//! Registry error types.

use thiserror::Error;

pub type RegistryResult<T> = Result<T, RegistryError>;

/// Errors from registry operations.
///
/// A lost conditional update is NOT an error: `update_*_if_status` methods
/// report it through their `bool` return value so callers can treat the race
/// as benign.
#[derive(Debug, Error)]
pub enum RegistryError {
    #[error("{entity} not found: {id}")]
    NotFound { entity: &'static str, id: String },

    #[error("{entity} already exists: {id}")]
    AlreadyExists { entity: &'static str, id: String },

    #[error("serialization error: {0}")]
    Serialization(#[from] serde_json::Error),

    #[error("backend error: {0}")]
    Backend(#[from] redis::RedisError),

    #[error("internal error: {0}")]
    Internal(String),
}

impl RegistryError {
    pub fn not_found(entity: &'static str, id: impl Into<String>) -> Self {
        Self::NotFound {
            entity,
            id: id.into(),
        }
    }

    pub fn already_exists(entity: &'static str, id: impl Into<String>) -> Self {
        Self::AlreadyExists {
            entity,
            id: id.into(),
        }
    }

    /// Whether the operation is worth retrying with backoff.
    pub fn is_retryable(&self) -> bool {
        match self {
            RegistryError::Backend(e) => {
                e.is_connection_refusal() || e.is_io_error() || e.is_timeout()
            }
            _ => false,
        }
    }
}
────
**Aim of the exercise**
Once you have read the records above, set every one of them down again exactly.

**Task response**
//! Registry error types.

use thiserror::Error;

pub type RegistryResult<T> = Result<T, RegistryError>;

/// Errors from registry operations.
///
/// A lost conditional update is NOT an error: `update_*_if_status` methods
/// report it through their `bool` return value so callers can treat the race
/// as benign.
#[derive(Debug, Error)]
pub enum RegistryError {
    #[error("{entity} not found: {id}")]
    NotFound { entity: &'static str, id: String },

    #[error("{entity} already exists: {id}")]
    AlreadyExists { entity: &'static str, id: String },

    #[error("serialization error: {0}")]
    Serialization(#[from] serde_json::Error),

    #[error("backend error: {0}")]
    Backend(#[from] redis::RedisError),

    #[error("internal error: {0}")]
    Internal(String),
}

impl RegistryError {
    pub fn not_found(entity: &'static str, id: impl Into<String>) -> Self {
        Self::NotFound {
            entity,
            id: id.into(),
        }
    }

    pub fn already_exists(entity: &'static str, id: impl Into<String>) -> Self {
        Self::AlreadyExists {
            entity,
            id: id.into(),
        }
    }

    /// Whether the operation is worth retrying with backoff.
    pub fn is_retryable(&self) -> bool {
        match self {
            RegistryError::Backend(e) => {
                e.is_connection_refusal() || e.is_io_error() || e.is_timeout()
            }
            _ => false,
        }
    }
}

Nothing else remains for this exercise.